OSCE's Hug says both sides to Donbas conflict unwilling to comply with Minsk Agreements

DONETSK. June 22 (Interfax) - The Donbas conflicting sides have been unwilling to comply with the Minsk Agreements in the fields of arms withdrawal, disengagement of forces and hardware, removal of mines, and free access of the monitors, Principal Deputy Chief Monitor of the OSCE Special Monitoring Mission (SMM) Alexander Hug said.

Hug said he had seen the same problems, which the OSCE SMM had been reporting for three years, during recent patrolling missions in the southern and northern parts of Donetsk on both sides of the contact line. He mentioned the sides' unwillingness to live by the agreements they reached in Minsk, the presence of heavy weapons in undesignated places, and the extreme proximity of positions to one another, which makes an uncountable number of civilians suffer on both sides of the contact line and destroys the infrastructure and their lives.
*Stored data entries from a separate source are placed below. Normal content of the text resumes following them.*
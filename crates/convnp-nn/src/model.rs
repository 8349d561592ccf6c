// SPDX-License-Identifier: AGPL-3.0-or-later
// © 2025 Ryo ∴ SpiralArchitect (kishkavsesvit@icloud.com)
// Part of SpiralTorch — Licensed under AGPL-3.0-or-later.
// Unauthorized derivative works or closed redistribution prohibited under AGPL §13.

//! Convolutional conditional and latent neural processes.

use convnp_config::determinism::rng_from_optional;
use convnp_core::backend::ExecContext;
use convnp_core::error::{self, Result};
use convnp_core::{ops, Tensor};
use rand::rngs::StdRng;
use tracing::{debug, info};

use crate::config::{ModelConfig, ModelKind};
use crate::data::Batch;
use crate::decoder::{Decoder, DecoderOptions, Prediction};
use crate::discretisation::Grid;
use crate::encoder::{FunctionalRepresentation, LatentAggregator, SetConvEncoder};
use crate::latent::{LatentDistribution, SAMPLE_AXIS};
use crate::loss::{elbo, importance_weighted, monte_carlo, Objective};
use crate::module::{Module, Parameter};
use crate::noise::expand_trailing;

/// Maps a context set and target locations to a predictive distribution.
pub trait NeuralProcess: Module {
    fn config(&self) -> &ModelConfig;

    /// Predictive distribution at `x_target` with the shapes of the model
    /// call: `(num_targets, y_channels, batch)`.
    fn predict(
        &self,
        ctx: &ExecContext,
        x_context: &Tensor,
        y_context: &Tensor,
        x_target: &Tensor,
        rng: &mut StdRng,
    ) -> Result<Prediction>;

    /// Objective value per batch element, shaped `(batch)`.
    fn objective(
        &self,
        ctx: &ExecContext,
        batch: &Batch,
        objective: Objective,
        rng: &mut StdRng,
    ) -> Result<Tensor>;

    /// Informs epoch-dependent parts (e.g. the covariance ridge).
    fn set_epoch(&mut self, _epoch: usize) {}
}

fn decoder_options(config: &ModelConfig, in_channels: usize) -> DecoderOptions {
    DecoderOptions {
        in_channels,
        y_channels: config.y_channels,
        summary_channels: 1 + config.y_channels,
        noise: config.noise,
        ridge: config.ridge,
        pooling: config.pooling,
        geometry: config.geometry(),
        initial_scale: 2.0 / config.points_per_unit,
        initial_noise: config.initial_noise,
    }
}

fn unsupported(model: &str, objective: Objective) -> convnp_core::Error {
    error::invalid(
        "objective",
        format!("{model} cannot be trained with {objective:?}"),
    )
}

/// Deterministic model: set-conv encoder, conv decoder.
#[derive(Debug)]
pub struct ConvCnp {
    config: ModelConfig,
    encoder: SetConvEncoder,
    decoder: Decoder,
}

impl ConvCnp {
    pub fn new(config: ModelConfig) -> Result<Self> {
        config.validate()?;
        let mut rng = rng_from_optional(config.seed, "convnp.conv_cnp");
        let encoder = SetConvEncoder::new("encoder", config.discretisation(), config.y_channels)?;
        let decoder = Decoder::new(
            "decoder",
            decoder_options(&config, 1 + config.y_channels),
            &mut rng,
        )?;
        let model = Self {
            config,
            encoder,
            decoder,
        };
        info!(
            parameters = model.num_parameters()?,
            noise = ?model.config.noise,
            "built convolutional conditional neural process"
        );
        Ok(model)
    }

    pub fn decoder(&self) -> &Decoder {
        &self.decoder
    }
}

impl Module for ConvCnp {
    fn visit_parameters(&self, visitor: &mut dyn FnMut(&Parameter) -> Result<()>) -> Result<()> {
        self.encoder.visit_parameters(visitor)?;
        self.decoder.visit_parameters(visitor)
    }

    fn visit_parameters_mut(
        &mut self,
        visitor: &mut dyn FnMut(&mut Parameter) -> Result<()>,
    ) -> Result<()> {
        self.encoder.visit_parameters_mut(visitor)?;
        self.decoder.visit_parameters_mut(visitor)
    }
}

impl NeuralProcess for ConvCnp {
    fn config(&self) -> &ModelConfig {
        &self.config
    }

    fn predict(
        &self,
        ctx: &ExecContext,
        x_context: &Tensor,
        y_context: &Tensor,
        x_target: &Tensor,
        _rng: &mut StdRng,
    ) -> Result<Prediction> {
        let (grid, representation) = self.encoder.encode(ctx, x_context, y_context, x_target)?;
        let features = representation.stacked(ctx)?;
        self.decoder.forward(ctx, &features, &grid, x_target, &features)
    }

    fn objective(
        &self,
        ctx: &ExecContext,
        batch: &Batch,
        objective: Objective,
        rng: &mut StdRng,
    ) -> Result<Tensor> {
        if objective != Objective::Exact {
            return Err(unsupported("ConvCnp", objective));
        }
        let prediction = self.predict(ctx, &batch.x_context, &batch.y_context, &batch.x_target, rng)?;
        prediction.log_likelihood(ctx, &batch.y_target)
    }

    fn set_epoch(&mut self, epoch: usize) {
        self.decoder.set_epoch(epoch);
    }
}

/// Latent-variable model: the encoder emits a Gaussian over latent channels
/// on the grid, samples of which are decoded together with the density.
#[derive(Debug)]
pub struct ConvNp {
    config: ModelConfig,
    encoder: SetConvEncoder,
    latent: LatentAggregator,
    decoder: Decoder,
}

impl ConvNp {
    pub fn new(config: ModelConfig) -> Result<Self> {
        config.validate()?;
        let mut rng = rng_from_optional(config.seed, "convnp.conv_np");
        let encoder = SetConvEncoder::new("encoder", config.discretisation(), config.y_channels)?;
        let latent = LatentAggregator::new(
            "latent",
            config.y_channels,
            config.latent_channels,
            config.geometry(),
            &mut rng,
        )?;
        let decoder = Decoder::new(
            "decoder",
            decoder_options(&config, 1 + config.latent_channels),
            &mut rng,
        )?;
        let model = Self {
            config,
            encoder,
            latent,
            decoder,
        };
        info!(
            parameters = model.num_parameters()?,
            latent_channels = model.config.latent_channels,
            pooling = ?model.config.pooling,
            "built convolutional latent neural process"
        );
        Ok(model)
    }

    /// Latent distribution given `(x, y)` on `grid`, with the representation
    /// it was computed from.
    pub fn latent_distribution(
        &self,
        ctx: &ExecContext,
        grid: &Grid,
        x: &Tensor,
        y: &Tensor,
    ) -> Result<(FunctionalRepresentation, LatentDistribution)> {
        let representation = self.encoder.encode_on(ctx, grid, x, y)?;
        let distribution = self.latent.forward(ctx, &representation)?;
        Ok((representation, distribution))
    }

    /// Decodes `(grid, latent_channels, batch, samples)` latent samples. The
    /// density channel of `representation` is placed first.
    pub fn decode(
        &self,
        ctx: &ExecContext,
        representation: &FunctionalRepresentation,
        samples: &Tensor,
        grid: &Grid,
        x_target: &Tensor,
    ) -> Result<Prediction> {
        let density = expand_trailing(ctx, &representation.density, samples.ndim())?;
        let features = ops::repeat_cat(ctx, &[&density, samples], 1)?;
        let summary = representation.stacked(ctx)?;
        self.decoder.forward(ctx, &features, grid, x_target, &summary)
    }

    /// Per-sample log-likelihoods `(batch, samples)` of the targets under
    /// latents drawn from `distribution`.
    fn sample_log_likelihoods(
        &self,
        ctx: &ExecContext,
        conditioning: &Conditioning,
        distribution: &LatentDistribution,
        batch: &Batch,
        num_samples: usize,
        rng: &mut StdRng,
    ) -> Result<Tensor> {
        let samples = distribution.sample(ctx, num_samples, rng)?;
        let prediction = self.decode(
            ctx,
            &conditioning.representation,
            &samples,
            &conditioning.grid,
            &batch.x_target,
        )?;
        prediction.log_likelihood(ctx, &batch.y_target)
    }
}

/// Context encoding shared by every estimator of one objective evaluation.
struct Conditioning {
    grid: Grid,
    representation: FunctionalRepresentation,
}

impl Module for ConvNp {
    fn visit_parameters(&self, visitor: &mut dyn FnMut(&Parameter) -> Result<()>) -> Result<()> {
        self.encoder.visit_parameters(visitor)?;
        self.latent.visit_parameters(visitor)?;
        self.decoder.visit_parameters(visitor)
    }

    fn visit_parameters_mut(
        &mut self,
        visitor: &mut dyn FnMut(&mut Parameter) -> Result<()>,
    ) -> Result<()> {
        self.encoder.visit_parameters_mut(visitor)?;
        self.latent.visit_parameters_mut(visitor)?;
        self.decoder.visit_parameters_mut(visitor)
    }
}

impl NeuralProcess for ConvNp {
    fn config(&self) -> &ModelConfig {
        &self.config
    }

    fn predict(
        &self,
        ctx: &ExecContext,
        x_context: &Tensor,
        y_context: &Tensor,
        x_target: &Tensor,
        rng: &mut StdRng,
    ) -> Result<Prediction> {
        let grid = self.encoder.grid(x_context, x_target)?;
        let (representation, prior) = self.latent_distribution(ctx, &grid, x_context, y_context)?;
        let samples = prior.sample(ctx, self.config.num_samples, rng)?;
        let pooled = self.config.pooling.pool(ctx, &samples, SAMPLE_AXIS)?;
        self.decode(ctx, &representation, &pooled, &grid, x_target)?
            .squeeze_trailing(ctx)
    }

    fn objective(
        &self,
        ctx: &ExecContext,
        batch: &Batch,
        objective: Objective,
        rng: &mut StdRng,
    ) -> Result<Tensor> {
        objective.validate()?;
        let grid = self.encoder.grid(&batch.x_context, &batch.x_target)?;
        let (representation, prior) =
            self.latent_distribution(ctx, &grid, &batch.x_context, &batch.y_context)?;
        let conditioning = Conditioning {
            grid,
            representation,
        };
        match objective {
            Objective::Exact => Err(unsupported("ConvNp", objective)),
            Objective::MonteCarlo { num_samples } => {
                let lls =
                    self.sample_log_likelihoods(ctx, &conditioning, &prior, batch, num_samples, rng)?;
                monte_carlo(ctx, &lls)
            }
            Objective::ImportanceWeighted { num_samples } => {
                let lls =
                    self.sample_log_likelihoods(ctx, &conditioning, &prior, batch, num_samples, rng)?;
                importance_weighted(ctx, &lls)
            }
            Objective::Elbo { num_samples } => {
                let x_all = ops::repeat_cat(ctx, &[&batch.x_context, &batch.x_target], 0)?;
                let y_all = ops::repeat_cat(ctx, &[&batch.y_context, &batch.y_target], 0)?;
                let (_, posterior) =
                    self.latent_distribution(ctx, &conditioning.grid, &x_all, &y_all)?;
                debug!(num_samples, grid = conditioning.grid.len(), "evaluating elbo");
                let lls = self.sample_log_likelihoods(
                    ctx,
                    &conditioning,
                    &posterior,
                    batch,
                    num_samples,
                    rng,
                )?;
                elbo(ctx, &lls, &posterior, &prior)
            }
        }
    }

    fn set_epoch(&mut self, epoch: usize) {
        self.decoder.set_epoch(epoch);
    }
}

/// Builds the architecture named by `config.kind`.
pub fn build_model(config: ModelConfig) -> Result<Box<dyn NeuralProcess>> {
    Ok(match config.kind {
        ModelKind::Deterministic => Box::new(ConvCnp::new(config)?),
        ModelKind::Latent => Box::new(ConvNp::new(config)?),
    })
}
Hug also said that farmers on both sides of the contact line told him about the beginning of the harvesting campaign and asked for taking relevant measures.

The monitors spoke with the civilians, who reported a shortage of water in the territory stretching from Donetsk to Mariupol, the damage done to the infrastructure or the risk of its destruction, Hug said. The monitors have seen and recorded the unwillingness of the sides to remove obstacles to the civilian population, including mines and shells huge quantities of which are scattered around the entire area, he said. These mines are a serious impediment to the civilian population and the OSCE SMM monitors operating in those areas, he said.

The monitoring mission has been hindered by both mines and the sides' unwillingness to help its activity, Hug said. For instance, both the Ukrainian army and the self-proclaimed Donetsk People's Republic (DPR) denied access to the monitors on Wednesday, he said.